It’s unimaginable that receiving an HIV diagnosis could be something to be grateful for but Alameda Health System (AHS) patient John (name changed to protect patient privacy) believes it not only saved his life, it gave him the wake-up call he needed to start making better and healthier lifestyle choices.

“I was 28 years old and going down the wrong path in life,” the Oakland native shared. “I remember it like it was yesterday. I was going through the orientation and intake process at San Quentin State Prison when they told me I tested positive for HIV.”

John shared he was in a complete state of shock and was convinced his life was over. “It was terrifying,” said John. It wasn’t until he was released 18 months later and visited the Highland Wellness clinic that he began to have hope. “It’s a wonderful place. The doctors and the staff were warm and welcoming and went above and beyond to get to know me and my story,” said John. “I found a community, a safe place where I never felt judged for having HIV.”

AHS has two clinics that provide primary care, integrated behavioral health, specialty pharmacy services and medical case management for people living with HIV at Highland Wellness and Hayward Wellness. “We provide patient centered, compassionate and a sense of family for all of our patients,” said Sunny Lai, MD, and associate medical director of the adult immunology clinic at Highland Wellness.

It’s that sense of family and direct connection with Dr. Lai that John credits with his progress and staying on top of his health. “Dr. Lai is amazing and we have a great partnership,” he said. “She supports my journey, encourages me to participate in my own health and she holds me accountable,” he said.

While significant progress has been made to reduce HIV in the Black community, racism, discrimination, and mistrust in the health care system may impact whether Black people seek or receive HIV prevention services and can lead to a reduction in accessing HIV treatment and care.
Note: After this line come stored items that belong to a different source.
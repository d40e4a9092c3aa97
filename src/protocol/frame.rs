//! Binary frames for chunked call replies and flow control.
//!
//! # Layout
//!
//! ```text
//! opcode 1 (final chunk)     [01][call_id u32 BE][total_len u32 BE][payload...]
//! opcode 2 (non-final chunk) [02][call_id u32 BE][total_len u32 BE][payload...]
//! opcode 3 (ack)             [03][bytes u32 BE]
//! ```
//!
//! A reply longer than [`MAX_CHUNK_SIZE`] is sent as a run of opcode-2
//! chunks closed by one opcode-1 chunk. Every chunk repeats the total
//! length, receivers only read it from the first one.

// ============================================================================
// Imports
// ============================================================================

use bytes::{Buf, BufMut, Bytes, BytesMut};

use crate::error::{Error, Result};
use crate::identifiers::CallId;

// ============================================================================
// Constants
// ============================================================================

/// Largest payload carried by a single chunk.
pub const MAX_CHUNK_SIZE: usize = 16_000;

/// Bytes in a chunk header: opcode, call id, total length.
pub const CHUNK_HEADER_LEN: usize = 9;

/// Bytes in an ack frame: opcode, byte count.
pub const ACK_LEN: usize = 5;

const OP_FINAL: u8 = 1;
const OP_PARTIAL: u8 = 2;
const OP_ACK: u8 = 3;

// ============================================================================
// Frame
// ============================================================================

/// A decoded binary frame.
#[derive(Debug, Clone, PartialEq, Eq)]
pub enum Frame {
    /// One segment of a binary call reply.
    Chunk {
        /// Call the segment belongs to.
        call_id: CallId,
        /// `true` for the final segment (opcode 1).
        last: bool,
        /// Length of the whole reply.
        total_len: u32,
        /// Segment bytes.
        payload: Bytes,
    },

    /// Flow-control acknowledgment.
    Ack {
        /// Bytes the far end has consumed.
        bytes: u32,
    },
}

impl Frame {
    /// Decodes a frame.
    ///
    /// # Errors
    ///
    /// Returns [`Error::ProtocolViolation`] for truncated frames and
    /// unknown opcodes.
    pub fn decode(mut data: Bytes) -> Result<Self> {
        if data.is_empty() {
            return Err(Error::protocol("empty binary frame"));
        }

        let opcode = data.get_u8();
        match opcode {
            OP_FINAL | OP_PARTIAL => {
                if data.len() < CHUNK_HEADER_LEN - 1 {
                    return Err(Error::protocol(format!(
                        "truncated chunk header: {} bytes",
                        data.len() + 1
                    )));
                }
                let call_id = CallId::new(data.get_u32());
                let total_len = data.get_u32();
                Ok(Self::Chunk {
                    call_id,
                    last: opcode == OP_FINAL,
                    total_len,
                    payload: data,
                })
            }
            OP_ACK => {
                if data.len() < ACK_LEN - 1 {
                    return Err(Error::protocol("truncated ack frame"));
                }
                Ok(Self::Ack {
                    bytes: data.get_u32(),
                })
            }
            other => Err(Error::protocol(format!("unknown opcode {other}"))),
        }
    }

    /// Encodes the frame.
    #[must_use]
    pub fn encode(&self) -> Bytes {
        match self {
            Self::Chunk {
                call_id,
                last,
                total_len,
                payload,
            } => {
                let mut out = BytesMut::with_capacity(CHUNK_HEADER_LEN + payload.len());
                out.put_u8(if *last { OP_FINAL } else { OP_PARTIAL });
                out.put_u32(call_id.as_u32());
                out.put_u32(*total_len);
                out.put_slice(payload);
                out.freeze()
            }
            Self::Ack { bytes } => {
                let mut out = BytesMut::with_capacity(ACK_LEN);
                out.put_u8(OP_ACK);
                out.put_u32(*bytes);
                out.freeze()
            }
        }
    }
}

// ============================================================================
// Chunking
// ============================================================================

/// Splits a binary reply into encoded chunk frames.
///
/// An empty payload still yields one final chunk so the caller resolves.
///
/// # Errors
///
/// Returns [`Error::ProtocolViolation`] if the payload does not fit the
/// 32-bit length field.
pub fn chunk_reply(call_id: CallId, payload: &Bytes) -> Result<Vec<Bytes>> {
    let total_len = u32::try_from(payload.len())
        .map_err(|_| Error::protocol(format!("reply too large: {} bytes", payload.len())))?;

    if payload.is_empty() {
        let frame = Frame::Chunk {
            call_id,
            last: true,
            total_len: 0,
            payload: Bytes::new(),
        };
        return Ok(vec![frame.encode()]);
    }

    let mut frames = Vec::with_capacity(payload.len().div_ceil(MAX_CHUNK_SIZE));
    let mut offset = 0;
    while offset < payload.len() {
        let end = (offset + MAX_CHUNK_SIZE).min(payload.len());
        let frame = Frame::Chunk {
            call_id,
            last: end == payload.len(),
            total_len,
            payload: payload.slice(offset..end),
        };
        frames.push(frame.encode());
        offset = end;
    }
    Ok(frames)
}

// ============================================================================
// Reassembly
// ============================================================================

/// Receive-side buffer for one chunked reply.
///
/// The buffer grows with the chunks actually received, so a bogus
/// declared length costs nothing until data arrives to back it.
#[derive(Debug)]
pub struct Reassembly {
    /// Bytes received so far.
    buf: BytesMut,
    /// Length declared by the first chunk.
    expected: usize,
}

impl Reassembly {
    /// Starts a reply of `total_len` bytes.
    #[must_use]
    pub fn new(total_len: u32) -> Self {
        let expected = total_len as usize;
        Self {
            buf: BytesMut::with_capacity(expected.min(MAX_CHUNK_SIZE)),
            expected,
        }
    }

    /// Appends `payload` at the running offset.
    ///
    /// # Errors
    ///
    /// Returns [`Error::ProtocolViolation`] if the chunk overruns the
    /// declared length.
    pub fn push(&mut self, payload: &[u8]) -> Result<()> {
        let end = self.buf.len() + payload.len();
        if end > self.expected {
            return Err(Error::protocol(format!(
                "chunk overruns declared length: {end} > {}",
                self.expected
            )));
        }
        self.buf.extend_from_slice(payload);
        Ok(())
    }

    /// Bytes received so far.
    #[inline]
    #[must_use]
    pub fn received(&self) -> usize {
        self.buf.len()
    }

    /// Declared total length.
    #[inline]
    #[must_use]
    pub fn expected(&self) -> usize {
        self.expected
    }

    /// Returns the assembled reply.
    ///
    /// # Errors
    ///
    /// Returns [`Error::ProtocolViolation`] if fewer bytes arrived than
    /// the first chunk declared.
    pub fn finish(self) -> Result<Bytes> {
        if self.buf.len() != self.expected {
            return Err(Error::protocol(format!(
                "reply ended short of declared length: {} < {}",
                self.buf.len(),
                self.expected
            )));
        }
        Ok(self.buf.freeze())
    }
}

// ============================================================================
// Tests
// ============================================================================
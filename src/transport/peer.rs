//! Direct peer-link binding.
//!
//! Needs a token from an earlier relay login. The offer/answer exchange
//! itself goes through [`Session::rpc`], so it rides on whichever
//! transport is primary at the time.
//!
//! Two data channels carry the traffic: text on `viewsharecontrol`,
//! binary on `viewsharebulk`.

// ============================================================================
// Imports
// ============================================================================

use std::sync::Arc;
use std::time::Duration;

use async_trait::async_trait;
use parking_lot::Mutex;
use tokio::sync::mpsc;
use tracing::{debug, warn};

use crate::error::{Error, Result, code};
use crate::peer::{ChannelEvent, DataChannel, PeerLinkFactory, PeerSession};
use crate::session::Session;

use super::binding::{Link, LinkEnd, LinkEvent, TransportBinding, WirePayload};

// ============================================================================
// Constants
// ============================================================================

/// Default priority of a direct link.
pub const DIRECT_PRIORITY: u32 = 100;

/// Label of the text channel.
pub const CONTROL_CHANNEL: &str = "viewsharecontrol";

/// Label of the binary channel.
pub const BULK_CHANNEL: &str = "viewsharebulk";

/// Method the far end answers offers on.
pub const NEGOTIATE_METHOD: &str = "webrtcControlStart";

/// How long the control channel may take to open after negotiation.
const CHANNEL_OPEN_TIMEOUT: Duration = Duration::from_secs(10);

// ============================================================================
// PeerLinkBinding
// ============================================================================

/// Binding that reaches the far end over a direct peer link.
pub struct PeerLinkBinding {
    factory: Arc<dyn PeerLinkFactory>,
    priority: u32,
    current: Mutex<Option<Arc<PeerSession>>>,
}

impl std::fmt::Debug for PeerLinkBinding {
    fn fmt(&self, f: &mut std::fmt::Formatter<'_>) -> std::fmt::Result {
        f.debug_struct("PeerLinkBinding")
            .field("priority", &self.priority)
            .field("current", &self.current.lock().as_ref().map(|p| p.id().clone()))
            .finish_non_exhaustive()
    }
}

impl PeerLinkBinding {
    /// Creates a binding that builds links with `factory`.
    #[must_use]
    pub fn new(factory: impl PeerLinkFactory) -> Self {
        Self {
            factory: Arc::new(factory),
            priority: DIRECT_PRIORITY,
            current: Mutex::new(None),
        }
    }

    /// Overrides the selection priority.
    #[inline]
    #[must_use]
    pub fn with_priority(mut self, priority: u32) -> Self {
        self.priority = priority;
        self
    }

    /// Returns the peer session of the current attempt.
    #[must_use]
    pub fn current(&self) -> Option<Arc<PeerSession>> {
        self.current.lock().clone()
    }

    fn replace_current(&self, next: Option<Arc<PeerSession>>) {
        let previous = std::mem::replace(&mut *self.current.lock(), next);
        if let Some(previous) = previous {
            previous.close();
        }
    }
}

#[async_trait]
impl TransportBinding for PeerLinkBinding {
    fn kind(&self) -> &'static str {
        "peer"
    }

    fn priority(&self) -> u32 {
        self.priority
    }

    fn enabled(&self, session: &Session) -> bool {
        session.direct_enabled()
    }

    async fn open(&self, session: &Session) -> Result<Link> {
        if session.token().is_none() {
            return Err(Error::transport("No login token", code::NO_LOGIN_TOKEN));
        }

        let link = self.factory.create(&session.ice_servers())?;
        let control = link.create_data_channel(CONTROL_CHANNEL)?;
        let bulk = link.create_data_channel(BULK_CHANNEL)?;
        let peer = Arc::new(PeerSession::new(link, None));
        self.replace_current(Some(Arc::clone(&peer)));

        if let Err(e) = peer.negotiate(session, NEGOTIATE_METHOD).await {
            warn!(peer_session = %peer.id(), error = %e, "Datachannel failed");
            peer.close();
            return Err(Error::transport(
                format!("Datachannel failed: {e}"),
                code::NEGOTIATION_FAILED,
            ));
        }

        let DataChannel {
            outgoing: control_tx,
            events: mut control_rx,
            ..
        } = control;

        let opened = tokio::time::timeout(CHANNEL_OPEN_TIMEOUT, wait_open(&mut control_rx)).await;
        if !matches!(opened, Ok(true)) {
            peer.close();
            return Err(Error::transport(
                "Datachannel failed: control channel did not open",
                code::NEGOTIATION_FAILED,
            ));
        }
        debug!(peer_session = %peer.id(), "Datachannel connected");

        let (link, end) = Link::pair();
        let events = end.events.clone();
        peer.set_on_close(Box::new(move || {
            let _ = events.send(LinkEvent::Closed {
                reason: "ICE failed".to_owned(),
                code: code::LINK_FAILED,
            });
        }));

        tokio::spawn(pump(end, control_tx, control_rx, bulk));
        Ok(link)
    }

    fn disconnect(&self, session: &Session) -> bool {
        self.replace_current(None);
        // Only worth retrying while another transport can carry the offer.
        session.is_authenticated()
    }
}

// ============================================================================
// Channel Pump
// ============================================================================

async fn wait_open(events: &mut mpsc::UnboundedReceiver<ChannelEvent>) -> bool {
    loop {
        match events.recv().await {
            Some(ChannelEvent::Open) => return true,
            Some(ChannelEvent::Message(_)) => {}
            Some(ChannelEvent::Closed) | None => return false,
        }
    }
}

async fn pump(
    end: LinkEnd,
    control_tx: mpsc::UnboundedSender<WirePayload>,
    mut control_rx: mpsc::UnboundedReceiver<ChannelEvent>,
    bulk: DataChannel,
) {
    let LinkEnd {
        events,
        mut outgoing,
    } = end;
    let DataChannel {
        outgoing: bulk_tx,
        events: mut bulk_rx,
        ..
    } = bulk;

    let closed = loop {
        tokio::select! {
            payload = outgoing.recv() => {
                let sent = match payload {
                    Some(payload @ WirePayload::Text(_)) => control_tx.send(payload).is_ok(),
                    Some(payload @ WirePayload::Binary(_)) => bulk_tx.send(payload).is_ok(),
                    None => break None,
                };
                if !sent {
                    break Some("data channel gone");
                }
            }

            event = control_rx.recv() => match event {
                Some(ChannelEvent::Message(payload)) => {
                    if events.send(LinkEvent::Payload(payload)).is_err() {
                        break None;
                    }
                }
                Some(ChannelEvent::Open) => {}
                Some(ChannelEvent::Closed) | None => break Some("control channel closed"),
            },

            event = bulk_rx.recv() => match event {
                Some(ChannelEvent::Message(payload)) => {
                    if events.send(LinkEvent::Payload(payload)).is_err() {
                        break None;
                    }
                }
                Some(ChannelEvent::Open) => {}
                Some(ChannelEvent::Closed) | None => break Some("bulk channel closed"),
            },
        }
    };

    if let Some(reason) = closed {
        debug!(reason, "Peer link closed");
        let _ = events.send(LinkEvent::Closed {
            reason: reason.to_owned(),
            code: code::LINK_CLOSED,
        });
    }
}

// ============================================================================
// Tests
// ============================================================================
In addition, John points to the HIV/AIDS stigma found in the African American community that can prevent individuals from getting tested, seeking treatment or sharing their status with family and friends. “I was very lucky that my family fully supported me when I shared my status,” he said. “I’ve heard horror stories about Black men and women being disowned and kicked out of their family homes because they are HIV positive. In the Black community, we cannot afford to let stigma get in the way because there’s too much at stake.”

African Americans are disproportionately affected by HIV and account for 43% of all new HIV diagnoses according to the Centers for Disease Control and Prevention (CDC). In addition, one in seven African Americans living with HIV are unaware of their diagnosis and without knowing they have HIV they cannot take advantage of available treatment to maintain their health and prevent them from unknowingly transmitting the virus to others.

Today, John’s HIV is well-controlled, he’s happily married and a doting grandfather of three. He is grateful for his health and the lessons he’s learned along the way. He’s also on a mission to help others. “If I have any advice for others living with HIV, it’s to listen to your doctor, be vigilant with your medication and most importantly, educate yourself and others to help eliminate fear and stigma.” He shared.